If you leave your computer unlocked and unattended, you're sending an email to a random person in the organization that you barely would know, (Steve) telling them that another person in the organization, that you would both barely know (Candace), something that starts a confusion train.
Example:
Hi Steve,
Candace and I were talking the other day at the staff meeting and she said you're selling Amway on the side. I am also a big Amway guy and have invested a bunch of time and money to lock down the opportunities here to sell. Please keep your Amway talk out of this organization. This is my territory.
Hilariousness ensues. Steve doesn't really know you or Candace. Steve has no idea why the hell Candace would think he sells Amway, he either emails you back or Candace, either way...makes for some laughs at 3 peoples' expense.
Posted on 8/1/25 at 10:59 am to TigerGman
quote:I'll swerve off the road in a heartbeat to run over a dead cat.
What are some A-Hole things you like to do on occasion?
Posted on 8/1/25 at 11:07 am to CleverUserName
If I’m cruising interstate with the usual wagon train of shitheads in the left lane, if I’m bored and the right lane is open (which it often is) I’ll switch to the right and start easing up even if there’s no opening in the left lane, just to stress those frickers out speeding up so I can’t get over.
Posted on 8/1/25 at 11:10 am to LCA131
quote:
On the other hand, maybe it's NOT an a-hole move.
It's not. You are doing God's work.
Posted on 8/1/25 at 11:27 pm to TigerGman
I had a real shite day. It finished in a high note reading this entire thread. I salute you all!


Posted on 8/1/25 at 11:55 pm to TigerGman
Cad likes to steal random lesbians umbrellas.
Posted on 8/2/25 at 1:35 am to TigerGman
Fake asleep so I don’t have to talk to Monkey Fat.
Posted on 8/2/25 at 1:38 am to AMac
I frick a lot of dudes wives in BR ??
Posted on 8/2/25 at 1:59 am to FeauxPaw
quote:
If I select a shopping cart with a squeaky wheel I ride that bitch until the shopping is done. Eardrums be damned.
Same, but I’ll bitch about the damned thing under my breath the entire time.

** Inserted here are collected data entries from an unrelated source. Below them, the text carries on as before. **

//! Exported C interface.
//!
//! Every entry point validates the pointers and sizes it receives, runs the safe
//! implementation with panics caught at the boundary, and reports the outcome in one of
//! three ways:
//!
//! - status-returning functions return `HOSTFUNCS_SUCCESS` or a negative `HOSTFUNCS_*` code
//! - timed functions return the elapsed seconds, or `NaN` on failure
//! - `void` functions append a line describing the failure to their log file
//!
//! Failures are also reported through `tracing` at error level.

use std::panic::{catch_unwind, AssertUnwindSafe};

use libc::{c_char, c_int};
use tracing::error;

use crate::backends::gemm::{GemmBackend, NalgebraGemm, NdarrayGemm};
use crate::backends::solve::{DenseSolver, NalgebraLu, PackedLu};
use crate::errors::{HostError, ParamError};
use crate::host::{
    checked_len, slice_from_raw, slice_from_raw_mut, str_from_raw, JacobianPar, ParStruct,
    SolStruct,
};
use crate::jacobian::{check_dims, JacobianSystem};
use crate::linalg::{self, GemmDims, SolveDims, SparseDims, Threads};
use crate::log_write;
use crate::logs::{LogConfig, LogSink};
use crate::optimize::{OptimizeConfig, OPTIMIZE_LOG};
use crate::params::{lookup_double, lookup_int};
use crate::routines::{self, EXAMPLE_LOG};
use crate::{config, StatusCode, HOSTFUNCS_PANIC, HOSTFUNCS_SUCCESS};

enum Failure {
    Error(HostError),
    Panic,
}

impl Failure {
    fn status(&self) -> StatusCode {
        match self {
            Failure::Error(err) => err.status(),
            Failure::Panic => HOSTFUNCS_PANIC,
        }
    }

    fn message(&self) -> String {
        match self {
            Failure::Error(err) => err.to_string(),
            Failure::Panic => "panic".to_string(),
        }
    }
}

fn guarded<T>(
    name: &'static str,
    f: impl FnOnce() -> Result<T, HostError>,
) -> Result<T, Failure> {
    match catch_unwind(AssertUnwindSafe(f)) {
        Ok(Ok(value)) => Ok(value),
        Ok(Err(err)) => {
            error!(function = name, error = %err, "call failed");
            Err(Failure::Error(err))
        }
        Err(_) => {
            error!(function = name, "caught panic at the C boundary");
            Err(Failure::Panic)
        }
    }
}

fn status_of(name: &'static str, f: impl FnOnce() -> Result<(), HostError>) -> StatusCode {
    match guarded(name, f) {
        Ok(()) => HOSTFUNCS_SUCCESS,
        Err(failure) => failure.status(),
    }
}

fn seconds_of(name: &'static str, f: impl FnOnce() -> Result<f64, HostError>) -> f64 {
    guarded(name, f).unwrap_or(f64::NAN)
}

fn logged(name: &'static str, sink: &LogSink, f: impl FnOnce() -> Result<(), HostError>) {
    if let Err(failure) = guarded(name, f) {
        let _ = log_write!(sink, 0, "%s failed: %s\n", name, failure.message());
    }
}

Posted on 8/2/25 at 2:36 am to TigerGman
I mixed up all this fake puke at home and then I went to this movie theater, hid the puke in my jacket, climbed up to the balcony and then, then, I made a noise like this.
[imitating vomiting]
And then, I dumped it over the side, all over the people in the audience. And then, this was horrible, all the people started getting sick and throwing up all over each other. And I never felt so bad in my entire life!
[imitating vomiting]
And then, I dumped it over the side, all over the people in the audience. And then, this was horrible, all the people started getting sick and throwing up all over each other. And I never felt so bad in my entire life!
Posted on 8/2/25 at 2:39 am to TigerGman
I ride a 99 Honda XX Super Blackbird. I like to get behind a pack of Harleys and just play tail gunner. Around 120mph they’re about to grenade. I’m in 3rd gear. Alll those scary patches. Around 130mph they grudgingly part the seas. I stay tail gunner. Now they’re frantically waving me through.
Posted on 8/2/25 at 6:33 am to TigerGman
I microwave popcorn in the break room at work.